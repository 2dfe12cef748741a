use anyhow::{bail, Context};

/// An integer setting read from the environment, with bounds.
pub struct IntSetting {
    pub name: &'static str,
    pub description: &'static str,
    pub default: u64,
    pub min: u64,
    pub max: u64,
}

pub static NODE_COUNT: IntSetting = IntSetting {
    name: "GRAPH_BFS_NODES",
    description: "Target vertex count for generated graphs",
    default: 200_000,
    min: 16,
    max: 20_000_000,
};

pub const LOG_LEVEL_VAR: &str = "GRAPH_BFS_LOG";
pub const FORMAT_VAR: &str = "GRAPH_BFS_FORMAT";

impl IntSetting {
    /// Parse `raw` (or the default when `None`) and check it against the bounds.
    pub fn resolve(&self, raw: Option<&str>) -> anyhow::Result<u64> {
        let value = match raw {
            None => self.default,
            Some(s) => s
                .trim()
                .replace('_', "")
                .parse::<u64>()
                .with_context(|| format!("{}: expected an integer, got '{}'", self.name, s))?,
        };
        if value < self.min || value > self.max {
            bail!(
                "{} must be between {} and {}, got {}",
                self.name,
                self.min,
                self.max,
                value
            );
        }
        Ok(value)
    }
}

#[derive(Debug, Clone, Copy, PartialEq, Eq)]
pub enum Mode {
    All,
    Chain,
    LSystem,
    SmallWorld,
    Random,
    Barbell,
    Dla,
    BfsDemo,
    ComponentsDemo,
    Help,
}

impl Mode {
    pub fn parse(s: &str) -> anyhow::Result<Self> {
        Ok(match s.to_lowercase().as_str() {
            "all" => Mode::All,
            "chain" => Mode::Chain,
            "lsystem" => Mode::LSystem,
            "smallworld" => Mode::SmallWorld,
            "random" => Mode::Random,
            "barbell" => Mode::Barbell,
            "dla" => Mode::Dla,
            "bfs-demo" => Mode::BfsDemo,
            "components-demo" => Mode::ComponentsDemo,
            "help" | "--help" | "-h" => Mode::Help,
            other => bail!("unknown mode '{}', use --help for options", other),
        })
    }
}

#[derive(Debug, Clone, Copy, PartialEq, Eq)]
pub enum LogLevel {
    Quiet,
    Info,
    Debug,
    Trace,
}

impl LogLevel {
    pub fn parse(s: &str) -> anyhow::Result<Self> {
        Ok(match s.to_lowercase().as_str() {
            "quiet" | "off" => LogLevel::Quiet,
            "info" => LogLevel::Info,
            "debug" => LogLevel::Debug,
            "trace" => LogLevel::Trace,
            other => bail!(
                "{}: invalid level '{}', use 'quiet', 'info', 'debug' or 'trace'",
                LOG_LEVEL_VAR,
                other
            ),
        })
    }

    pub fn as_tracing(self) -> Option<tracing::Level> {
        match self {
            LogLevel::Quiet => None,
            LogLevel::Info => Some(tracing::Level::INFO),
            LogLevel::Debug => Some(tracing::Level::DEBUG),
            LogLevel::Trace => Some(tracing::Level::TRACE),
        }
    }
}

#[derive(Debug, Clone, Copy, PartialEq, Eq)]
pub enum OutputFormat {
    Table,
    Json,
}

impl OutputFormat {
    pub fn parse(s: &str) -> anyhow::Result<Self> {
        Ok(match s.to_lowercase().as_str() {
            "table" => OutputFormat::Table,
            "json" => OutputFormat::Json,
            other => bail!("{}: invalid format '{}', use 'table' or 'json'", FORMAT_VAR, other),
        })
    }
}

/// Resolved settings for one run.
#[derive(Debug, Clone)]
pub struct BenchConfig {
    pub mode: Mode,
    pub node_count: u64,
    pub log_level: LogLevel,
    pub format: OutputFormat,
}

impl BenchConfig {
    /// Build from positional args `[mode] [node_count]` and the environment.
    /// A positional node count takes precedence over `GRAPH_BFS_NODES`.
    pub fn load(args: &[String]) -> anyhow::Result<Self> {
        Self::from_sources(args, |name| std::env::var(name).ok())
    }

    fn from_sources<F>(args: &[String], env: F) -> anyhow::Result<Self>
    where
        F: Fn(&str) -> Option<String>,
    {
        let mode = match args.get(1) {
            Some(s) => Mode::parse(s)?,
            None => Mode::All,
        };

        let env_nodes = env(NODE_COUNT.name);
        let raw_nodes = args.get(2).map(String::as_str).or(env_nodes.as_deref());
        let node_count = NODE_COUNT.resolve(raw_nodes)?;

        let log_level = match env(LOG_LEVEL_VAR) {
            Some(s) => LogLevel::parse(&s)?,
            None => LogLevel::Info,
        };
        let format = match env(FORMAT_VAR) {
            Some(s) => OutputFormat::parse(&s)?,
            None => OutputFormat::Table,
        };

        Ok(Self {
            mode,
            node_count,
            log_level,
            format,
        })
    }
}
use std::fmt;

use indexmap::map::Iter;
use indexmap::IndexMap;

use crate::model::{Edge, Vertex, VertexKey};

/// Neighbor map of a single vertex: neighbor id → edge to that neighbor.
pub type NeighborMap<I, E> = IndexMap<I, Edge<I, E>>;

struct Slot<I, V, E> {
    vertex: Vertex<I, V>,
    neighbors: NeighborMap<I, E>,
}

/// Adjacency store shared by both graph variants.
///
/// Maps each vertex id to its vertex record and its outgoing neighbor map.
/// Entries are only created by `insert_vertex`/`insert_edge`; read paths
/// never grow the map. Iteration follows insertion order, and removals shift
/// later entries down so the remaining order is preserved.
pub struct AdjacencyMap<I, V = (), E = ()> {
    slots: IndexMap<I, Slot<I, V, E>>,
}

impl<I: VertexKey, V, E> AdjacencyMap<I, V, E> {
    pub(crate) fn new() -> Self {
        Self {
            slots: IndexMap::new(),
        }
    }

    /// Pre-allocate for a known vertex count.
    pub(crate) fn with_capacity(vertex_count: usize) -> Self {
        Self {
            slots: IndexMap::with_capacity(vertex_count),
        }
    }

    /// Insert a vertex if its id is not present yet. Returns true if inserted.
    /// An existing vertex keeps its original payload.
    pub(crate) fn insert_vertex(&mut self, vertex: Vertex<I, V>) -> bool {
        if self.slots.contains_key(vertex.id()) {
            return false;
        }
        self.slots.insert(
            vertex.id().clone(),
            Slot {
                vertex,
                neighbors: IndexMap::new(),
            },
        );
        true
    }

    /// Remove a vertex and every entry pointing at it from other neighbor maps.
    pub(crate) fn remove_vertex(&mut self, id: &I) -> Option<Vertex<I, V>> {
        if !self.slots.contains_key(id) {
            return None;
        }
        for slot in self.slots.values_mut() {
            slot.neighbors.shift_remove(id);
        }
        self.slots.shift_remove(id).map(|slot| slot.vertex)
    }

    /// Store `edge` under its source, replacing any previous edge to the same
    /// target in place. Returns false and stores nothing unless both endpoints
    /// are already present.
    #[must_use]
    pub(crate) fn insert_edge(&mut self, edge: Edge<I, E>) -> bool {
        if !self.slots.contains_key(edge.target()) {
            return false;
        }
        match self.slots.get_mut(edge.source()) {
            Some(slot) => {
                slot.neighbors.insert(edge.target().clone(), edge);
                true
            }
            None => false,
        }
    }

    pub(crate) fn remove_edge(&mut self, source: &I, target: &I) -> Option<Edge<I, E>> {
        self.slots
            .get_mut(source)
            .and_then(|slot| slot.neighbors.shift_remove(target))
    }

    pub fn contains_vertex(&self, id: &I) -> bool {
        self.slots.contains_key(id)
    }

    pub fn vertex(&self, id: &I) -> Option<&Vertex<I, V>> {
        self.slots.get(id).map(|slot| &slot.vertex)
    }

    pub fn vertices(&self) -> impl Iterator<Item = &Vertex<I, V>> + '_ {
        self.slots.values().map(|slot| &slot.vertex)
    }

    pub fn ids(&self) -> impl Iterator<Item = &I> + '_ {
        self.slots.keys()
    }

    pub fn neighbors(&self, id: &I) -> Adjacent<'_, I, E> {
        Adjacent {
            map: self.slots.get(id).map(|slot| &slot.neighbors),
        }
    }

    pub fn edge(&self, source: &I, target: &I) -> Option<&Edge<I, E>> {
        self.slots
            .get(source)
            .and_then(|slot| slot.neighbors.get(target))
    }

    /// Every stored `(source, neighbor map)` pair in vertex order.
    pub fn rows(&self) -> impl Iterator<Item = (&I, &NeighborMap<I, E>)> + '_ {
        self.slots.iter().map(|(id, slot)| (id, &slot.neighbors))
    }

    pub fn vertex_count(&self) -> usize {
        self.slots.len()
    }

    /// Number of stored directed entries (mirrors counted separately).
    pub fn entry_count(&self) -> usize {
        self.slots.values().map(|slot| slot.neighbors.len()).sum()
    }
}

/// One line per vertex: `id: [n1, n2, ...]`, neighbors in adjacency order.
impl<I: VertexKey, V, E> fmt::Display for AdjacencyMap<I, V, E> {
    fn fmt(&self, f: &mut fmt::Formatter<'_>) -> fmt::Result {
        for (i, (id, slot)) in self.slots.iter().enumerate() {
            if i > 0 {
                writeln!(f)?;
            }
            write!(f, "{}: [", id)?;
            for (j, neighbor) in slot.neighbors.keys().enumerate() {
                if j > 0 {
                    write!(f, ", ")?;
                }
                write!(f, "{}", neighbor)?;
            }
            write!(f, "]")?;
        }
        Ok(())
    }
}

/// Read-only view of a vertex's neighbor → edge mapping.
///
/// Empty when the vertex is absent or isolated.
#[derive(Debug)]
pub struct Adjacent<'a, I, E> {
    map: Option<&'a NeighborMap<I, E>>,
}

impl<I, E> Clone for Adjacent<'_, I, E> {
    fn clone(&self) -> Self {
        *self
    }
}

impl<I, E> Copy for Adjacent<'_, I, E> {}

impl<'a, I: VertexKey, E> Adjacent<'a, I, E> {
    pub fn len(&self) -> usize {
        self.map.map_or(0, |m| m.len())
    }

    pub fn is_empty(&self) -> bool {
        self.len() == 0
    }

    pub fn get(&self, neighbor: &I) -> Option<&'a Edge<I, E>> {
        self.map.and_then(|m| m.get(neighbor))
    }

    pub fn contains(&self, neighbor: &I) -> bool {
        self.get(neighbor).is_some()
    }

    /// Neighbor ids in adjacency order.
    pub fn keys(&self) -> impl Iterator<Item = &'a I> + 'a {
        self.map.into_iter().flat_map(|m| m.keys())
    }

    /// Incident edges in adjacency order.
    pub fn edges(&self) -> impl Iterator<Item = &'a Edge<I, E>> + 'a {
        self.map.into_iter().flat_map(|m| m.values())
    }

    pub fn iter(&self) -> AdjacentIter<'a, I, E> {
        AdjacentIter {
            inner: self.map.map(|m| m.iter()),
        }
    }
}

impl<'a, I: VertexKey, E> IntoIterator for Adjacent<'a, I, E> {
    type Item = (&'a I, &'a Edge<I, E>);
    type IntoIter = AdjacentIter<'a, I, E>;

    fn into_iter(self) -> Self::IntoIter {
        self.iter()
    }
}

/// Iterator over `(neighbor, edge)` pairs of an [`Adjacent`] view.
pub struct AdjacentIter<'a, I, E> {
    inner: Option<Iter<'a, I, Edge<I, E>>>,
}

impl<'a, I, E> Iterator for AdjacentIter<'a, I, E> {
    type Item = (&'a I, &'a Edge<I, E>);

    fn next(&mut self) -> Option<Self::Item> {
        self.inner.as_mut().and_then(|it| it.next())
    }

    fn size_hint(&self) -> (usize, Option<usize>) {
        self.inner
            .as_ref()
            .map_or((0, Some(0)), |it| it.size_hint())
    }
}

+--

> [Exercise brief]: Above are the entries. Copy exactly the part that opens with the line containing "other neighbor maps." and closes with the line containing "#[must_use]", and no more.

> [Completed task]:
    /// Remove a vertex and every entry pointing at it from other neighbor maps.
    pub(crate) fn remove_vertex(&mut self, id: &I) -> Option<Vertex<I, V>> {
        if !self.slots.contains_key(id) {
            return None;
        }
        for slot in self.slots.values_mut() {
            slot.neighbors.shift_remove(id);
        }
        self.slots.shift_remove(id).map(|slot| slot.vertex)
    }

    /// Store `edge` under its source, replacing any previous edge to the same
    /// target in place. Returns false and stores nothing unless both endpoints
    /// are already present.
    #[must_use]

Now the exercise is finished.